When you mention the Southern Tablelands to most people, they respond with a yawn and tell you with some authority that “It consists of Goulburn and Canberra. There is nothing to see or do there. That is why they built a bypass around both places so you can get to Melbourne quicker”. As they continue talking, you realise they have either slept all the way from Sydney, were in some other comatose state while there,or simply haven’t been there at all.

It does appear people hop in their car, turn on the Navman and take the most direct route. This is invariably the most mind numbing path, following expressways, bypassing towns and directing you to twin servos where you are guided to Macca’s and poor coffee.

This has its place but is a dead boring route. If you are able to obtain a map, an alternative route can be planned out.

A comfortable day’s ride during the warmer months is a trip to Captains Flat, to the east of the ACT. Heading south from Sydney, you can race down the M5 until Campbelltown where you veer off and travel through Camden, over Razorback and into Picton. The Old Hume Highway follows through to Mittagong and joins the express way just south of Berrima. This way you can support the local economy by stopping for a coffee and pie in any one of the local bakeries. As you near Goulburn, you bypass the bypass and head into town.

Goulburn still has the wide streets and architecture of a once major trading centre. After the bypass was completed about ten years ago, the town did suffer a slight decline in trade. A few of the smaller service stations and takeaway joints disappeared. But on the whole, it has survived and has grown. It still services smaller communities such as Crookwell, Taralga and Braidwood.

Wakefield Park is still a big drawcard and keeps the motels occupied. Taking the Braidwood turnoff, passing the railway station and rail yards, you find that the traffic begins to thin out and houses give way to open fields full of grazing sheep.

Further along, there’s a line of cars banked on the side of the road waiting to get into Wakefield Park for a race day.

The road is well kept and comfortable to cruise along for the next forty kilometres where you come to an intersection with a cricket pitch on one corner, a disused petrol bowser on another and statue of a dog in front of a pub on the third corner.

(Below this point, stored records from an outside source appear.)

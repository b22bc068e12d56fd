//! QoS Thread Pool
//!
//! A shared worker pool partitioned into four priority classes. Each
//! class `c` may only start work while the threads running classes at
//! least as urgent as `c` stay below `ceiling[c]`:
//!
//! ```text
//! running[0] + ... + running[c] < ceiling[c]
//! ceiling = total * {1.0, 0.75, 0.5, 0.25}
//! ```
//!
//! Lower classes therefore never occupy the capacity reserved for higher
//! ones, while idle capacity still flows down. Workers remember the class
//! they last served and keep serving it while it has work and still fits
//! under its ceiling.

use std::sync::Arc;

use crate::error::Result;
use crate::fifo::FifoQueue;
use crate::qos::{QOS_COUNT, Qos};
use crate::run_loop::{Block, RunLoop};
use crate::sync::{Condition, Lock};
use crate::thread::Thread;

/// Scheduling state shared by all workers
struct State {
    queues: [FifoQueue<Block>; QOS_COUNT],
    running: [usize; QOS_COUNT],
    ceiling: [usize; QOS_COUNT],
    free: usize,
    total: usize,
}

impl State {
    fn new(total: usize) -> Self {
        Self {
            queues: Default::default(),
            running: [0; QOS_COUNT],
            ceiling: Qos::ALL.map(|qos| qos.ceiling(total)),
            free: total,
            total,
        }
    }

    /// Threads running `qos` or anything more urgent
    fn running_at_least(&self, qos: Qos) -> usize {
        self.running[..=qos.index()].iter().sum()
    }

    /// Check whether one more thread may start serving `qos`
    fn can_start(&self, qos: Qos) -> bool {
        self.free > 0 && self.running_at_least(qos) < self.ceiling[qos.index()]
    }

    /// Check whether a thread already serving `qos` may keep going
    fn can_continue(&self, qos: Qos) -> bool {
        self.running_at_least(qos) <= self.ceiling[qos.index()]
    }

    fn begin_performing(&mut self, qos: Qos) {
        self.running[qos.index()] += 1;
        self.free -= 1;
    }

    fn end_performing(&mut self, qos: Qos) {
        self.running[qos.index()] -= 1;
        self.free += 1;
    }

    /// Check whether queued work exists that an idle worker could start
    fn has_startable(&self) -> bool {
        Qos::ALL
            .iter()
            .any(|&qos| !self.queues[qos.index()].is_empty() && self.can_start(qos))
    }

    /// Next unit for a worker that last served `last`
    fn next(&mut self, last: &mut Option<Qos>) -> Option<Block> {
        if let Some(qos) = *last {
            if !self.queues[qos.index()].is_empty() && self.can_continue(qos) {
                return self.queues[qos.index()].pop_front();
            }
            self.end_performing(qos);
            *last = None;
        }

        for qos in Qos::ALL {
            if !self.queues[qos.index()].is_empty() && self.can_start(qos) {
                self.begin_performing(qos);
                *last = Some(qos);
                return self.queues[qos.index()].pop_front();
            }
        }
        None
    }
}

/// Snapshot of the pool's scheduling counters
#[derive(Debug, Clone, Copy, PartialEq, Eq)]
pub struct QosPoolStats {
    /// Threads serving each class
    pub running: [usize; QOS_COUNT],
    /// Threads not reserved by any class
    pub free: usize,
    /// Per-class ceilings
    pub ceiling: [usize; QOS_COUNT],
    /// Blocks waiting in each class
    pub pending: [usize; QOS_COUNT],
    /// Total worker count
    pub total: usize,
}

impl QosPoolStats {
    /// Threads currently reserved by any class
    pub fn busy(&self) -> usize {
        self.running.iter().sum()
    }

    /// Blocks waiting across all classes
    pub fn total_pending(&self) -> usize {
        self.pending.iter().sum()
    }
}

struct Shared {
    state: Lock<State>,
    condition: Condition,
}

struct Worker {
    run_loop: Arc<RunLoop>,
    thread: Thread,
}

/// Priority-class-aware worker pool
pub struct QosThreadPool {
    shared: Arc<Shared>,
    workers: Vec<Worker>,
    name: String,
}

impl std::fmt::Debug for QosThreadPool {
    fn fmt(&self, f: &mut std::fmt::Formatter<'_>) -> std::fmt::Result {
        f.debug_struct("QosThreadPool")
            .field("name", &self.name)
            .field("threads", &self.workers.len())
            .field("stats", &self.stats())
            .finish()
    }
}

impl QosThreadPool {
    /// Create a pool of `thread_count` workers named `<name>-N`
    pub fn new(name: &str, thread_count: usize) -> Result<Self> {
        let total = thread_count.max(1);
        let shared = Arc::new(Shared {
            state: Lock::new(State::new(total)),
            condition: Condition::new(),
        });
        let mut pool = Self {
            shared,
            workers: Vec::with_capacity(total),
            name: name.to_string(),
        };

        for id in 0..total {
            let run_loop = Arc::new(RunLoop::new());
            let shared = Arc::clone(&pool.shared);
            let worker_loop = Arc::clone(&run_loop);
            let thread = Thread::spawn(&format!("{}-{}", name, id), move || {
                let mut last = None;
                worker_loop.run(&shared.state, &shared.condition, |state| {
                    let block = state.next(&mut last);
                    if block.is_some() && state.has_startable() {
                        shared.condition.signal();
                    }
                    block
                });
                let mut state = shared.state.lock();
                if let Some(qos) = last {
                    state.end_performing(qos);
                }
            })?;
            pool.workers.push(Worker { run_loop, thread });
        }

        tracing::debug!(
            "QoS pool {} started with {} workers, ceilings {:?}",
            name,
            total,
            pool.shared.state.lock().ceiling
        );
        Ok(pool)
    }

    /// Queue `block` in class `qos`
    ///
    /// A worker is woken only if the class may start work right now;
    /// otherwise the block waits for capacity to be released.
    pub fn perform<F>(&self, qos: Qos, block: F)
    where
        F: FnOnce() + Send + 'static,
    {
        let mut state = self.shared.state.lock();
        state.queues[qos.index()].push_back(Box::new(block));
        if state.can_start(qos) {
            self.shared.condition.signal();
        }
    }

    /// Worker count
    pub fn thread_count(&self) -> usize {
        self.workers.len()
    }

    /// Ceiling for `qos`
    pub fn ceiling(&self, qos: Qos) -> usize {
        self.shared.state.lock().ceiling[qos.index()]
    }

    /// Snapshot the scheduling counters
    pub fn stats(&self) -> QosPoolStats {
        let state = self.shared.state.lock();
        QosPoolStats {
            running: state.running,
            free: state.free,
            ceiling: state.ceiling,
            pending: std::array::from_fn(|i| state.queues[i].len()),
            total: state.total,
        }
    }

    /// Cancel every worker and wait for them to exit
    pub fn shutdown(&mut self) {
        if self.workers.is_empty() {
            return;
        }
        for worker in &self.workers {
            worker.run_loop.cancel();
        }
        let dropped = {
            let mut state = self.shared.state.lock();
            self.shared.condition.broadcast();
            let mut dropped = 0;
            for queue in &mut state.queues {
                dropped += queue.len();
                queue.clear();
            }
            dropped
        };
        for worker in &mut self.workers {
            worker.thread.join();
        }
        self.workers.clear();
        tracing::debug!("QoS pool {} shut down ({} blocks dropped)", self.name, dropped);
    }
}

impl Drop for QosThreadPool {
    fn drop(&mut self) {
        self.shutdown();
    }
}
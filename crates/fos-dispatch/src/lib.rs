//! fOS Dispatch
//!
//! Task-dispatch runtime for the fOS engine.
//!
//! # Features
//! - Serial queues with a dedicated thread each
//! - Concurrent queues with barriers on a QoS-partitioned pool
//! - Cancellable, awaitable work items
//! - Dispatch groups and counting semaphores
//! - Parallel for (`concurrent_perform`)
//!
//! # Example
//! ```rust
//! use fos_dispatch::{DispatchGroup, DispatchQueue, Qos, WorkItem};
//!
//! let decode = DispatchQueue::concurrent("image-decode", Qos::Utility);
//! let group = DispatchGroup::new();
//! for _ in 0..4 {
//!     decode.exec_async_with(fos_dispatch::AsyncOptions::new().group(&group), || {
//!         // decode one tile
//!     });
//! }
//! group.wait();
//!
//! let item = WorkItem::new(|| 6 * 7);
//! decode.exec_item(&item);
//! assert_eq!(item.wait().unwrap(), 42);
//! ```

mod config;
mod error;
mod fifo;
mod group;
mod pool;
mod qos;
mod qos_pool;
mod queue;
mod run_loop;
mod runtime;
mod semaphore;
mod sync;
mod thread;
mod waiter;
mod work_item;

pub use config::{POOL_THREADS_ENV, QOS_THREADS_ENV, RuntimeConfig, num_cpus};
pub use error::{DispatchError, Result};
pub use fifo::FifoQueue;
pub use group::DispatchGroup;
pub use pool::ThreadPool;
pub use qos::{QOS_COUNT, Qos};
pub use qos_pool::{QosPoolStats, QosThreadPool};
pub use queue::{
    AsyncOptions, ConcurrentQueue, DispatchQueue, DispatchQueueBackend, QueueId, SerialQueue,
    SubmitFlags,
};
pub use run_loop::{Block, RunLoop, run_block};
pub use runtime::Runtime;
pub use semaphore::Semaphore;
pub use sync::{Condition, Lock, LockGuard};
pub use thread::{Thread, apply_priority};
pub use waiter::{Ticket, WaiterRegistry};
pub use work_item::{WorkItem, WorkItemState};

/// Crate version
pub const VERSION: &str = env!("CARGO_PKG_VERSION");
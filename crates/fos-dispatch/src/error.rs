//! Dispatch Errors

use std::any::Any;
use std::error::Error as StdError;
use std::sync::Arc;

/// Result alias used throughout the dispatch runtime
pub type Result<T> = std::result::Result<T, DispatchError>;

/// Errors surfaced at the work item / sync boundary
#[derive(Debug, Clone, thiserror::Error)]
pub enum DispatchError {
    /// The work item was cancelled before it delivered a result
    #[error("Work item was cancelled")]
    Cancelled,

    /// The block returned an error
    #[error("Block failed: {0}")]
    Failed(Arc<dyn StdError + Send + Sync>),

    /// The block panicked
    #[error("Block panicked: {0}")]
    Panicked(String),

    /// A bounded wait elapsed
    #[error("Timed out waiting for completion")]
    TimedOut,

    /// The OS refused to create a worker thread
    #[error("Failed to spawn thread: {0}")]
    Spawn(Arc<std::io::Error>),
}

impl DispatchError {
    /// Wrap a block's error
    pub fn failed<E>(error: E) -> Self
    where
        E: Into<Box<dyn StdError + Send + Sync>>,
    {
        Self::Failed(Arc::from(error.into()))
    }

    /// Build from a caught panic payload
    pub(crate) fn from_panic(payload: Box<dyn Any + Send>) -> Self {
        Self::Panicked(panic_message(payload.as_ref()))
    }

    /// Check for cancellation
    pub fn is_cancelled(&self) -> bool {
        matches!(self, Self::Cancelled)
    }
}

impl From<std::io::Error> for DispatchError {
    fn from(error: std::io::Error) -> Self {
        Self::Spawn(Arc::new(error))
    }
}

/// Best-effort text of a panic payload
pub(crate) fn panic_message(payload: &(dyn Any + Send)) -> String {
    if let Some(s) = payload.downcast_ref::<&'static str>() {
        (*s).to_string()
    } else if let Some(s) = payload.downcast_ref::<String>() {
        s.clone()
    } else {
        "non-string panic payload".to_string()
    }
}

For the Henry Lawson fans, this pub was named after his poem “The Loaded Dog”.

Great story if you know it, great story to read if you don’t know it. For crime buffs, it was also the meeting place of Ben Hall, Frank Gardiner and the Clark Brothers where they made plans to rob the gold shipment from the Majors Creek Mine in the late 1800s. For anyone else, the beer is cold and the chips are hot and the atmosphere good.

Heading toward the coast, somewhere past the headwaters of the Shoalhaven River, you ride through a time warp and arrive in Braidwood. The whole town is listed by the National Trust, Georgian buildings line the wide street and if it wasn’t for cars, you would swear you had stepped into the 1890s. It is worth taking some time to stretch the legs and have a look around. The town has interesting galleries, the coffee is hot and there is a bakery down the road that makes excellent pies. This is a main stopping point for people from Canberra heading to Batemans Bay so traffic increases through town during the holiday periods; keep an eye out for drivers who don’t look out for bikes.

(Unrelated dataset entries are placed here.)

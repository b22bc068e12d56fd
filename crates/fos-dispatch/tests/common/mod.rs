//! Shared helpers for integration tests

#![allow(dead_code)]

use std::sync::Once;
use std::time::Duration;

use fos_dispatch::{Runtime, RuntimeConfig};

static INIT_LOGGING: Once = Once::new();

/// Upper bound for any wait in these tests
pub const TIMEOUT: Duration = Duration::from_secs(10);

/// Install a `tracing` subscriber honouring `RUST_LOG`, once per binary
pub fn init_test_logging() {
    INIT_LOGGING.call_once(|| {
        let _ = tracing_subscriber::fmt()
            .with_env_filter(tracing_subscriber::EnvFilter::from_default_env())
            .with_test_writer()
            .try_init();
    });
}

/// Small private runtime so tests do not compete for the shared pools
pub fn test_runtime(prefix: &str) -> Runtime {
    init_test_logging();
    Runtime::new(
        RuntimeConfig::default()
            .with_pool_threads(4)
            .with_qos_threads(4)
            .with_thread_name_prefix(prefix)
            .with_thread_priority(false),
    )
    .expect("runtime should start")
}
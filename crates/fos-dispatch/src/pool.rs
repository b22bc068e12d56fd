//! Thread Pool
//!
//! Fixed-size worker pool: N run loops sharing one FIFO of blocks and
//! one condition.

use std::sync::Arc;

use crate::error::Result;
use crate::fifo::FifoQueue;
use crate::run_loop::{Block, RunLoop};
use crate::sync::{Condition, Lock};
use crate::thread::Thread;

struct PoolShared {
    queue: Lock<FifoQueue<Block>>,
    condition: Condition,
}

struct Worker {
    run_loop: Arc<RunLoop>,
    thread: Thread,
}

impl std::fmt::Debug for Worker {
    fn fmt(&self, f: &mut std::fmt::Formatter<'_>) -> std::fmt::Result {
        f.debug_struct("Worker")
            .field("thread", &self.thread.name())
            .field("cancelled", &self.run_loop.is_cancelled())
            .finish()
    }
}

/// Fixed-size thread pool
pub struct ThreadPool {
    shared: Arc<PoolShared>,
    workers: Vec<Worker>,
    name: String,
}

impl std::fmt::Debug for ThreadPool {
    fn fmt(&self, f: &mut std::fmt::Formatter<'_>) -> std::fmt::Result {
        f.debug_struct("ThreadPool")
            .field("name", &self.name)
            .field("workers", &self.workers)
            .field("pending", &self.pending())
            .finish()
    }
}

impl ThreadPool {
    /// Create a pool of `thread_count` workers named `<name>-N`
    pub fn new(name: &str, thread_count: usize) -> Result<Self> {
        let shared = Arc::new(PoolShared {
            queue: Lock::new(FifoQueue::new()),
            condition: Condition::new(),
        });
        let mut pool = Self {
            shared,
            workers: Vec::with_capacity(thread_count.max(1)),
            name: name.to_string(),
        };

        for id in 0..thread_count.max(1) {
            let run_loop = Arc::new(RunLoop::new());
            let shared = Arc::clone(&pool.shared);
            let worker_loop = Arc::clone(&run_loop);
            // On failure `pool` drops here and stops the workers already started
            let thread = Thread::spawn(&format!("{}-{}", name, id), move || {
                worker_loop.run(&shared.queue, &shared.condition, |queue| queue.pop_front());
            })?;
            pool.workers.push(Worker { run_loop, thread });
        }

        tracing::debug!("Thread pool {} started with {} workers", name, pool.workers.len());
        Ok(pool)
    }

    /// Queue one block and wake one worker
    pub fn perform<F>(&self, block: F)
    where
        F: FnOnce() + Send + 'static,
    {
        let mut queue = self.shared.queue.lock();
        queue.push_back(Box::new(block));
        self.shared.condition.signal();
    }

    /// Queue several blocks and wake every worker
    pub fn perform_all<I>(&self, blocks: I)
    where
        I: IntoIterator<Item = Block>,
    {
        let mut queue = self.shared.queue.lock();
        let before = queue.len();
        queue.extend(blocks);
        match queue.len() - before {
            0 => {}
            1 => {
                self.shared.condition.signal();
            }
            _ => {
                self.shared.condition.broadcast();
            }
        }
    }

    /// Worker count
    pub fn thread_count(&self) -> usize {
        self.workers.len()
    }

    /// Blocks queued but not yet started
    pub fn pending(&self) -> usize {
        self.shared.queue.lock().len()
    }

    /// Cancel every worker and wait for them to exit
    ///
    /// Blocks still queued are dropped without running.
    pub fn shutdown(&mut self) {
        if self.workers.is_empty() {
            return;
        }
        for worker in &self.workers {
            worker.run_loop.cancel();
        }
        let dropped = {
            let mut queue = self.shared.queue.lock();
            self.shared.condition.broadcast();
            let dropped = queue.len();
            queue.clear();
            dropped
        };
        for worker in &mut self.workers {
            worker.thread.join();
        }
        self.workers.clear();
        tracing::debug!("Thread pool {} shut down ({} blocks dropped)", self.name, dropped);
    }
}

impl Drop for ThreadPool {
    fn drop(&mut self) {
        self.shutdown();
    }
}

#[cfg(test)]
mod tests {
    use super::*;
    use std::sync::atomic::{AtomicU32, Ordering};
    use std::sync::mpsc;
    use std::thread;
    use std::time::Duration;

    #[test]
    fn test_thread_pool() {
        let pool = ThreadPool::new("test-pool", 2).unwrap();
        let counter = Arc::new(AtomicU32::new(0));
        let (tx, rx) = mpsc::channel();

        for _ in 0..10 {
            let counter = Arc::clone(&counter);
            let tx = tx.clone();
            pool.perform(move || {
                counter.fetch_add(1, Ordering::SeqCst);
                let _ = tx.send(());
            });
        }

        for _ in 0..10 {
            rx.recv_timeout(Duration::from_secs(5)).unwrap();
        }
        assert_eq!(counter.load(Ordering::SeqCst), 10);
        assert_eq!(pool.thread_count(), 2);
    }

    #[test]
    fn test_perform_all_runs_in_parallel() {
        let pool = ThreadPool::new("test-pool-all", 3).unwrap();
        let barrier = Arc::new(std::sync::Barrier::new(3));
        let (tx, rx) = mpsc::channel();

        let blocks: Vec<Block> = (0..3)
            .map(|_| {
                let barrier = Arc::clone(&barrier);
                let tx = tx.clone();
                Box::new(move || {
                    // Only passes if all three run at once
                    barrier.wait();
                    let _ = tx.send(());
                }) as Block
            })
            .collect();
        pool.perform_all(blocks);

        for _ in 0..3 {
            rx.recv_timeout(Duration::from_secs(5)).unwrap();
        }
    }

    #[test]
    fn test_zero_threads_clamped() {
        let pool = ThreadPool::new("test-pool-zero", 0).unwrap();
        assert_eq!(pool.thread_count(), 1);
    }

    #[test]
    fn test_shutdown_drops_pending() {
        let mut pool = ThreadPool::new("test-pool-shutdown", 1).unwrap();
        let (started_tx, started_rx) = mpsc::channel();
        let (release_tx, release_rx) = mpsc::channel::<()>();
        let ran_late = Arc::new(AtomicU32::new(0));

        pool.perform(move || {
            let _ = started_tx.send(());
            let _ = release_rx.recv();
        });
        started_rx.recv().unwrap();
        {
            let ran_late = Arc::clone(&ran_late);
            pool.perform(move || {
                ran_late.fetch_add(1, Ordering::SeqCst);
            });
        }
        assert_eq!(pool.pending(), 1);

        let releaser = thread::spawn(move || {
            thread::sleep(Duration::from_millis(20));
            let _ = release_tx.send(());
        });
        pool.shutdown();
        releaser.join().unwrap();

        assert_eq!(ran_late.load(Ordering::SeqCst), 0);
        assert_eq!(pool.thread_count(), 0);
    }
}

At the end of town, turn right at the service station and head towards Cooma.

The road is in reasonable condition and the traffic is relatively light. At Ballalaba, a gravel road on the right rises into the hills to take you to Captains Flat. The gravel runs for only about 40km and traverses open country and forested areas where roadkill needs to be dodged. As per normal in these areas, road signs are peppered with gunshots. It’s best not to ride too late in the day just in case you get hit by a suicidal wallaby or anything else.

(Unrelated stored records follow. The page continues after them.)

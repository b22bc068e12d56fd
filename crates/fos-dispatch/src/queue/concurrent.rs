//! Concurrent Queue
//!
//! Tasks are grouped into generations ("items") separated by barriers.
//! Exactly one item is current at a time:
//!
//! - a non-barrier item lets all of its tasks overlap, bounded only by
//!   the pool's width;
//! - a barrier item holds a single task and becomes current only after
//!   every earlier task finished; nothing later starts until it is done.
//!
//! New non-barrier work joins the current item directly while nothing is
//! queued behind it, otherwise it accumulates in `last`, the open
//! generation at the tail. Blocked `sync` callers wait on their item's
//! ticket and are woken together when that item becomes current.

use std::panic::{self, AssertUnwindSafe};
use std::sync::Arc;

use super::{CurrentQueue, DispatchQueueBackend, QueueId, SubmitFlags};
use crate::fifo::FifoQueue;
use crate::qos::Qos;
use crate::qos_pool::QosThreadPool;
use crate::run_loop::{Block, run_block};
use crate::sync::{Lock, LockGuard};
use crate::waiter::{Ticket, WaiterRegistry};

/// One generation of tasks
struct Item {
    ticket: Ticket,
    barrier: bool,
    /// Async tasks not yet started
    blocks: FifoQueue<Block>,
    /// Sync callers parked until this item becomes current
    sync_waiters: usize,
    /// Tasks started and not yet finished (sync or async)
    active: usize,
}

impl Item {
    fn new(ticket: Ticket, barrier: bool) -> Self {
        Self {
            ticket,
            barrier,
            blocks: FifoQueue::new(),
            sync_waiters: 0,
            active: 0,
        }
    }

    fn is_finished(&self) -> bool {
        self.blocks.is_empty() && self.sync_waiters == 0 && self.active == 0
    }
}

struct State {
    current: Item,
    /// Open non-barrier generation behind `pending`
    last: Option<Item>,
    pending: FifoQueue<Item>,
    waiters: WaiterRegistry,
    /// Drain jobs submitted to the pool and not yet exited
    workers: usize,
    width: usize,
}

impl State {
    fn new(width: usize) -> Self {
        let mut waiters = WaiterRegistry::new();
        let current = Item::new(waiters.next_ticket(), false);
        Self {
            current,
            last: None,
            pending: FifoQueue::new(),
            waiters,
            workers: 0,
            width: width.max(1),
        }
    }

    /// New non-barrier work may join the current item
    fn accepts_direct(&self) -> bool {
        !self.current.barrier && self.pending.is_empty() && self.last.is_none()
    }

    /// Nothing running and nothing queued
    fn is_idle(&self) -> bool {
        self.current.is_finished() && self.pending.is_empty() && self.last.is_none()
    }

    fn new_item(&mut self, barrier: bool) -> Item {
        Item::new(self.waiters.next_ticket(), barrier)
    }

    /// The open tail generation, created on demand
    fn last_item(&mut self) -> &mut Item {
        let waiters = &mut self.waiters;
        self.last
            .get_or_insert_with(|| Item::new(waiters.next_ticket(), false))
    }

    /// Close the open tail generation so later work queues behind it
    fn flush_last(&mut self) {
        if let Some(item) = self.last.take() {
            self.pending.push_back(item);
        }
    }

    /// Reserve drain jobs for unstarted blocks of the current item
    fn reserve_workers(&mut self) -> usize {
        let wanted = self.current.blocks.len();
        let available = self.width.saturating_sub(self.workers);
        let count = wanted.min(available);
        self.workers += count;
        count
    }

    /// Move past finished items; returns drain jobs to start
    fn advance(&mut self) -> usize {
        while self.current.is_finished() {
            let next = match self.pending.pop_front() {
                Some(item) => item,
                None => match self.last.take() {
                    Some(item) => item,
                    None => break,
                },
            };
            self.current = next;
            if self.current.sync_waiters > 0 {
                self.waiters.broadcast(self.current.ticket);
            }
        }
        if self.current.barrier && self.is_idle() {
            self.current = self.new_item(false);
        }
        self.reserve_workers()
    }

    /// Park until the item holding `ticket` becomes current, then claim a slot
    fn wait_turn(guard: &mut LockGuard<'_, State>, ticket: Ticket) {
        guard.waiters.enter(ticket);
        WaiterRegistry::wait(guard, ticket, |state| &mut state.waiters);
        guard.waiters.leave(ticket);
        debug_assert_eq!(guard.current.ticket, ticket);
        guard.current.sync_waiters -= 1;
        guard.current.active += 1;
    }
}

struct Shared {
    id: QueueId,
    label: String,
    qos: Qos,
    state: Lock<State>,
    pool: Arc<QosThreadPool>,
}

impl Shared {
    fn start_workers(self: &Arc<Self>, count: usize) {
        for _ in 0..count {
            let shared = Arc::clone(self);
            self.pool.perform(self.qos, move || shared.drain());
        }
    }

    /// Run blocks of the current item until none are left to start
    fn drain(self: &Arc<Self>) {
        let mut state = self.state.lock();
        loop {
            let Some(block) = state.current.blocks.pop_front() else {
                state.workers -= 1;
                return;
            };
            state.current.active += 1;
            let exclusive = state.current.barrier;
            LockGuard::unlocked(&mut state, || {
                let _current = CurrentQueue::enter(self.id, exclusive);
                run_block(block);
            });
            state.current.active -= 1;
            let extra = state.advance();
            if extra > 0 {
                LockGuard::unlocked(&mut state, || self.start_workers(extra));
            }
        }
    }
}

/// Queue whose tasks overlap between barriers
pub struct ConcurrentQueue {
    shared: Arc<Shared>,
}

impl std::fmt::Debug for ConcurrentQueue {
    fn fmt(&self, f: &mut std::fmt::Formatter<'_>) -> std::fmt::Result {
        f.debug_struct("ConcurrentQueue")
            .field("label", &self.shared.label)
            .field("qos", &self.shared.qos)
            .finish()
    }
}

impl ConcurrentQueue {
    /// Create a queue running its tasks on `pool` at `qos`
    pub fn new(label: &str, qos: Qos, pool: Arc<QosThreadPool>) -> Self {
        let width = pool.thread_count();
        Self {
            shared: Arc::new(Shared {
                id: QueueId::next(),
                label: label.to_string(),
                qos,
                state: Lock::new(State::new(width)),
                pool,
            }),
        }
    }

    /// Generations queued behind the current one (including the open tail)
    pub fn pending_generations(&self) -> usize {
        let state = self.shared.state.lock();
        state.pending.len() + usize::from(state.last.is_some())
    }
}

impl DispatchQueueBackend for ConcurrentQueue {
    fn exec_async(&self, block: Block, flags: SubmitFlags) {
        let start = {
            let mut state = self.shared.state.lock();
            if flags.barrier {
                if state.is_idle() {
                    state.current = state.new_item(true);
                    state.current.blocks.push_back(block);
                } else {
                    state.flush_last();
                    let mut item = state.new_item(true);
                    item.blocks.push_back(block);
                    state.pending.push_back(item);
                }
            } else if state.accepts_direct() {
                state.current.blocks.push_back(block);
            } else {
                state.last_item().blocks.push_back(block);
            }
            state.reserve_workers()
        };
        self.shared.start_workers(start);
    }

    fn exec_sync(&self, block: &mut dyn FnMut(), barrier: bool) {
        {
            let mut state = self.shared.state.lock();
            if barrier {
                if state.is_idle() {
                    state.current = state.new_item(true);
                    state.current.active = 1;
                } else {
                    state.flush_last();
                    let mut item = state.new_item(true);
                    item.sync_waiters = 1;
                    let ticket = item.ticket;
                    state.pending.push_back(item);
                    State::wait_turn(&mut state, ticket);
                }
            } else if state.accepts_direct() {
                state.current.active += 1;
            } else {
                let item = state.last_item();
                item.sync_waiters += 1;
                let ticket = item.ticket;
                State::wait_turn(&mut state, ticket);
            }
        }

        let result = {
            let _current = CurrentQueue::enter(self.shared.id, barrier);
            panic::catch_unwind(AssertUnwindSafe(|| block()))
        };

        let start = {
            let mut state = self.shared.state.lock();
            state.current.active -= 1;
            state.advance()
        };
        self.shared.start_workers(start);

        if let Err(payload) = result {
            panic::resume_unwind(payload);
        }
    }

    fn is_concurrent(&self) -> bool {
        true
    }

    fn id(&self) -> QueueId {
        self.shared.id
    }
}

Closer to town the bitumen starts and winds down the hill into Captains Flat.

Named after a straying bullock called Captain that could always be found in this valley the town was known for the Lake George Mine located on the outskirts and producing gold, silver, lead, zinc, copper and iron pyrites. After closing in 1962 the mine site now has scattered ruins and a lookout built on the barren hilltop. A thoughtful artist has painted a mural on the mine’s entrance.

Depicting miners at the mouth of the shaft it is a fitting tribute to the people who worked in this remote area. Leaving town towards Queanbeyan, the road runs alongside an abandoned railway line that once carried the ore to be processed. A nondescript road sign points to a graded road leading to Hoskinstown and Bungendore. Along this road, the rail line crosses the Molongo River on a rusting steel bridge on concrete pylons while the road crosses on an aging single lane wooden bridge. Paint peeling and timbers fading, the bridge sits as a reminder of busier times for the region.

Part of the lane has been cordoned off where the bearers have been repaired and barriers have been placed to prevent heavy vehicles causing further damage.

Wooden bridges have a certain charm, they look like giant Meccano sets. You can see where all the bits and pieces are bolted together to make trusses and the planks for the road are bolted down leaving their boltheads sticking out.

It’s a good place to pull over, brew a cup of tea while looking around and taking a few photos.

Heading north takes you through Hoskinstown, Bungendore back to Tarago and into Goulburn meeting the express way that guides you back to Sydney. All up, this is a great day’s ride and can easily be done with a group of friends or solo, taking in great scenery, great little towns and a variety of road conditions.

It is surprising what you can see if you stop to look. We live at such a fast pace now that we have programmed ourselves to make snap decisions regarding everything from replies to emails to making a purchase on “today only” sales. We have a need to get from “A to B” in the quickest time and often hear people brag about how quickly they rode. Ask them what they saw, and the answer is either “umm” or “I ride for speed, not to see”. We need to relearn how to unwind, breathe, see and enjoy what is around us.

An alternative route for the return journey from Goulburn if you have the time is to pass through Penrose Forest into Exeter and Bundanoon, spending a night in Moss Vale, Bowral or Mittagong before tackling the traffic back to Sydney.

I rode through Penrose Forest a while ago and came across a large hairy lady collecting mushrooms between the pine trees. She made grunting noises while climbing over fallen logs. I put this down to her being a Latvian mushroom picker and gave no more thought to it until recently when I came across an article on the net about Yowies being spotted in the forest.

This got me thinking about the Latvian mushroom picker in the middle of the forest. Yowies are obviously good at disguises, otherwise they would have been found by now. Maybe there was more to the grunting hairy lady than meets the eye.

I may need to do a follow up trip through the forest soon to confrm my theory.